Capitol Update: On budget, there’s no easy way out

To keep our readers better informed about the state government actions that impact our communities, we feature an update columns each Monday from one of northeast Johnson County’s elected officials: Rep. Barbara Bollier, Rep. Stephanie Clayton, Rep. Jarrod Ousley, Rep. Melissa Rooker and Sen. Kay Wolf. Rep. Clayton submits this week’s update:

Stephanie Clayton 2014The Kansas Legislature has finished almost all committee work, and will spend this week debating, amending, and voting on bills in our Committees Of The Whole. Last week, the House Federal and State Affairs committee, of which I am a member, passed out Senate Bill 45, the Constitutional Carry bill. This bill allows anyone (aside from those convicted of certain felonies) to carry a concealed weapon without a permit or training of any kind. I voted against this bill in committee, but it passed overwhelmingly, and is headed to the House floor for a vote. This is the last stop for the bill, as it was passed out of the Senate earlier this session.

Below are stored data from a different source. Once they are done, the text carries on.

//! Content classification: MIME types and file kinds

use serde::{Deserialize, Serialize};
use std::fmt;

/// Path prefix under which files are served as a static site.
pub const WEBSITE_PREFIX: &str = "docs/";

#[derive(Debug, Clone, Copy, PartialEq, Eq, Serialize, Deserialize)]
pub enum MimeType {
    #[serde(rename = "text/html")]
    Html,
    #[serde(rename = "text/plain")]
    PlainText,
    #[serde(rename = "text/css")]
    Css,
    #[serde(rename = "application/xml")]
    Xml,
    #[serde(rename = "application/json")]
    Json,
    #[serde(rename = "application/javascript")]
    Javascript,
    #[serde(rename = "image/jpeg")]
    Jpeg,
    #[serde(rename = "image/png")]
    Png,
    #[serde(rename = "image/gif")]
    Gif,
}

impl MimeType {
    pub fn as_str(&self) -> &'static str {
        match self {
            MimeType::Html => "text/html",
            MimeType::PlainText => "text/plain",
            MimeType::Css => "text/css",
            MimeType::Xml => "application/xml",
            MimeType::Json => "application/json",
            MimeType::Javascript => "application/javascript",
            MimeType::Jpeg => "image/jpeg",
            MimeType::Png => "image/png",
            MimeType::Gif => "image/gif",
        }
    }

    /// Value for a `Content-Type` header.
    pub fn header_value(&self) -> String {
        match self {
            MimeType::Jpeg | MimeType::Png | MimeType::Gif => self.as_str().to_string(),
            _ => format!("{}; charset=utf-8", self.as_str()),
        }
    }

    pub fn parse(value: &str) -> Option<Self> {
        let essence = value.split(';').next().unwrap_or("").trim();
        let mime = match essence {
            "text/html" => MimeType::Html,
            "text/plain" => MimeType::PlainText,
            "text/css" => MimeType::Css,
            "application/xml" => MimeType::Xml,
            "application/json" => MimeType::Json,
            "application/javascript" => MimeType::Javascript,
            "image/jpeg" => MimeType::Jpeg,
            "image/png" => MimeType::Png,
            "image/gif" => MimeType::Gif,
            _ => return None,
        };
        Some(mime)
    }
}

impl fmt::Display for MimeType {
    fn fmt(&self, f: &mut fmt::Formatter<'_>) -> fmt::Result {
        f.write_str(self.as_str())
    }
}

const WEBSITE_TEXT_EXTENSIONS: &[&str] = &["txt", "log", "csv", "xml", "json", "java", "py", "lua", "js"];

/// Extensions rendered as text without sniffing their content.
const TEXT_EXTENSIONS: &[&str] = &[
    "txt", "log", "csv", "tsv", "xml", "json", "java", "py", "lua", "js", "html", "htm", "css",
    "ts", "tsx", "jsx", "rs", "c", "h", "cc", "cpp", "hpp", "cs", "go", "rb", "php", "pl", "sh",
    "bash", "zsh", "bat", "ps1", "kt", "kts", "scala", "swift", "m", "r", "jl", "hs", "ml", "ex",
    "exs", "erl", "clj", "lisp", "el", "vim", "sql", "yml", "yaml", "toml", "ini", "cfg", "conf",
    "properties", "gradle", "sbt", "cmake", "mk", "tex", "bib", "rst", "adoc", "org", "svg",
    "ipynb", "sol", "gp", "out", "license", "dockerfile", "gitignore", "gitattributes",
    "editorconfig", "lock", "diff", "patch", "proto", "graphql", "vue", "svelte", "dart", "zig",
    "nix",
];

const IMAGE_EXTENSIONS: &[&str] = &["jpg", "jpeg", "png", "gif"];

/// Lowercased text after the last dot, if any.
pub fn extension(file_name: &str) -> Option<String> {
    file_name
        .rsplit_once('.')
        .map(|(_, ext)| ext.to_ascii_lowercase())
}

/// Names with at least one letter and no lowercase letters (`LICENSE`,
/// `CONTRIBUTING`). Such files are treated as readme-like documents.
pub fn is_fully_uppercase(file_name: &str) -> bool {
    file_name.chars().any(char::is_alphabetic) && !file_name.chars().any(char::is_lowercase)
}

pub fn is_markdown_like(file_name: &str) -> bool {
    extension(file_name).as_deref() == Some("md")
        || is_fully_uppercase(file_name)
        || file_name.eq_ignore_ascii_case("changelog")
}

pub fn is_image(file_name: &str) -> bool {
    extension(file_name).is_some_and(|ext| IMAGE_EXTENSIONS.contains(&ext.as_str()))
}

pub fn is_text_extension(file_name: &str) -> bool {
    let name = file_name.to_ascii_lowercase();
    // Extension-less well-known names (`Makefile`, `Dockerfile`).
    if matches!(name.as_str(), "makefile" | "dockerfile" | "license" | "gemfile" | "rakefile") {
        return true;
    }
    extension(file_name).is_some_and(|ext| TEXT_EXTENSIONS.contains(&ext.as_str()))
}

/// Whether a browse path is served in website mode.
pub fn is_website_path(path: &str) -> bool {
    path.trim_start_matches('/').starts_with(WEBSITE_PREFIX)
}

/// Map a file name to the content type it is served with.
///
/// Outside website mode every page is wrapped in the browsing chrome and is
/// therefore HTML. In website mode the rules below are checked in order and
/// the first match wins.
pub fn classify(file_name: &str, website_mode: bool) -> MimeType {
    if !website_mode {
        return MimeType::Html;
    }

    let ext = extension(file_name);
    let ext = ext.as_deref();

    if ext == Some("html") {
        return MimeType::Html;
    }
    if ext == Some("md") {
        return MimeType::Html;
    }
    if is_fully_uppercase(file_name) {
        return MimeType::Html;
    }
    match ext {
        Some("jpg") | Some("jpeg") => return MimeType::Jpeg,
        Some("png") => return MimeType::Png,
        Some("gif") => return MimeType::Gif,
        _ => {}
    }
    if let Some(ext) = ext
        && WEBSITE_TEXT_EXTENSIONS.contains(&ext)
    {
        return match ext {
            "xml" => MimeType::Xml,
            "json" => MimeType::Json,
            "js" => MimeType::Javascript,
            _ => MimeType::PlainText,
        };
    }
    if ext == Some("css") {
        return MimeType::Css;
    }
    MimeType::PlainText
}

/// Fraction of non-text bytes above which content is treated as binary.
pub const DEFAULT_BINARY_THRESHOLD: f64 = 0.30;

/// Number of leading bytes inspected by [`looks_like_text`].
const SNIFF_LEN: usize = 8192;

fn is_text_byte(b: u8) -> bool {
    matches!(b, b'\t' | b'\n' | b'\r' | 0x0c | 0x20..=0x7e)
}

/// Sample the start of `content` and report whether it reads as text.
///
/// Bytes outside printable ASCII and common whitespace count against the
/// sample; above `threshold` the content is binary. Empty content is text.
/// Multi-byte UTF-8 sequences count as text when they decode.
pub fn looks_like_text(content: &[u8], threshold: f64) -> bool {
    let sample = &content[..content.len().min(SNIFF_LEN)];
    if sample.is_empty() {
        return true;
    }

    let valid_utf8 = match std::str::from_utf8(sample) {
        Ok(s) => s,
        // A cut in the middle of a multi-byte char at the sample boundary.
        Err(e) if e.error_len().is_none() => {
            std::str::from_utf8(&sample[..e.valid_up_to()]).unwrap_or_default()
        }
        Err(_) => "",
    };

    let odd = if valid_utf8.is_empty() {
        sample.iter().filter(|b| !is_text_byte(**b)).count()
    } else {
        valid_utf8
            .chars()
            .filter(|c| c.is_control() && !matches!(c, '\t' | '\n' | '\r' | '\u{c}'))
            .count()
    };

    (odd as f64) / (sample.len() as f64) <= threshold
}

#[cfg(test)]
mod tests {
    use super::*;

    #[test]
    fn test_non_website_is_always_html() {
        assert_eq!(classify("anything.bin", false), MimeType::Html);
        assert_eq!(classify("script.js", false), MimeType::Html);
        assert_eq!(classify("photo.png", false), MimeType::Html);
    }

    #[test]
    fn test_website_classification() {
        assert_eq!(classify("readme.md", true), MimeType::Html);
        assert_eq!(classify("index.html", true), MimeType::Html);
        assert_eq!(classify("script.js", true), MimeType::Javascript);
        assert_eq!(classify("data.json", true), MimeType::Json);
        assert_eq!(classify("feed.xml", true), MimeType::Xml);
        assert_eq!(classify("notes.txt", true), MimeType::PlainText);
        assert_eq!(classify("Main.java", true), MimeType::PlainText);
        assert_eq!(classify("style.css", true), MimeType::Css);
        assert_eq!(classify("photo.GIF", true), MimeType::Gif);
        assert_eq!(classify("photo.jpg", true), MimeType::Jpeg);
        assert_eq!(classify("logo.png", true), MimeType::Png);
        assert_eq!(classify("archive.tar.gz", true), MimeType::PlainText);
    }

    #[test]
    fn test_first_matching_rule_wins() {
        assert_eq!(classify("a.json.md", true), MimeType::Html);
        // Fully uppercase is checked before images.
        assert_eq!(classify("LOGO.PNG", true), MimeType::Html);
        assert_eq!(classify("LICENSE", true), MimeType::Html);
    }

    #[test]
    fn test_markdown_like() {
        assert!(is_markdown_like("README.md"));
        assert!(is_markdown_like("LICENSE"));
        assert!(is_markdown_like("ChangeLog"));
        assert!(!is_markdown_like("main.rs"));
        assert!(!is_markdown_like("Makefile"));
        assert!(!is_fully_uppercase("123"));
    }

    #[test]
    fn test_text_extensions() {
        assert!(is_text_extension("lib.rs"));
        assert!(is_text_extension("Makefile"));
        assert!(is_text_extension("notebook.IPYNB"));
        assert!(!is_text_extension("blob.bin"));
        assert!(!is_text_extension("noext"));
    }

    #[test]
    fn test_website_path() {
        assert!(is_website_path("docs/index.html"));
        assert!(is_website_path("docs/"));
        assert!(!is_website_path("docs"));
        assert!(!is_website_path("src/docs/a.md"));
    }

    #[test]
    fn test_looks_like_text() {
        assert!(looks_like_text(b"", DEFAULT_BINARY_THRESHOLD));
        assert!(looks_like_text(b"plain ascii\nwith lines\t", DEFAULT_BINARY_THRESHOLD));
        assert!(looks_like_text("h\u{e9}llo w\u{f6}rld".as_bytes(), DEFAULT_BINARY_THRESHOLD));
        assert!(!looks_like_text(&[0x89, b'P', b'N', b'G', 0x00, 0x01], DEFAULT_BINARY_THRESHOLD));

        let mostly_binary: Vec<u8> = (0..100).map(|i| if i % 2 == 0 { 0x80 } else { 0xff }).collect();
        assert!(!looks_like_text(&mostly_binary, DEFAULT_BINARY_THRESHOLD));

        // Latin-1 text with a few high bytes stays under the threshold.
        let mut latin1 = b"caf".to_vec();
        latin1.push(0xe9);
        latin1.extend_from_slice(b" au lait, sans sucre");
        assert!(looks_like_text(&latin1, DEFAULT_BINARY_THRESHOLD));
    }
}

The House will also vote on our preliminary budget this week. That budget will later be combined with the Senate budget into the final budget that we will vote on later this session. Unlike the federal government, Kansas is constitutionally bound to pass a balanced budget. It has been a difficult session because we have had to work from the Governor’s suggested budget, which is based on a tax plan (increasing alcohol and cigarette taxes) that does not appear likely to pass.

It is not easy for legislative leadership to get a budget passed. This year will be especially difficult, because the proposed budget is set to deficit-spend — a practice that no responsible legislator, including myself, can abide. You may remember from previous columns from me and other legislators that questionable tactics have been employed in order to procure votes on onerous bills.

Here is what you need to watch for as the House Budget debate approaches:

The House version of the budget as it currently stands has several things to like, including the full funding of the Parents As Teachers program. This alone is suspect, as the person behind the effort to gut the funding for the program is second-in-command to the Speaker of the House. The funding would not have been restored to the proposed budget this easily without an ulterior motive behind it.

Attachments or promises to sweeten the deal: Do not be surprised to see a Medicaid Expansion proviso attached to the budget in order to ease its passage. We may also see the Transparency Act, of which I am the chief sponsor, and has co-sponsors that number a full fifth of House members, attached as a proviso.

The object here is to force the hand of legislators: Do we say “no” to an appealing budget? Or do we vote to deficit spend? There is really only one choice here, which is to make a reality-based vote: Kansas Has No Money, and a vote for a Fantasy Budget that we cannot afford is irresponsible, and disingenuous to our constituents, because any budget that is put into place before the revenue plan is corrected will face further cuts in the immediate months to come.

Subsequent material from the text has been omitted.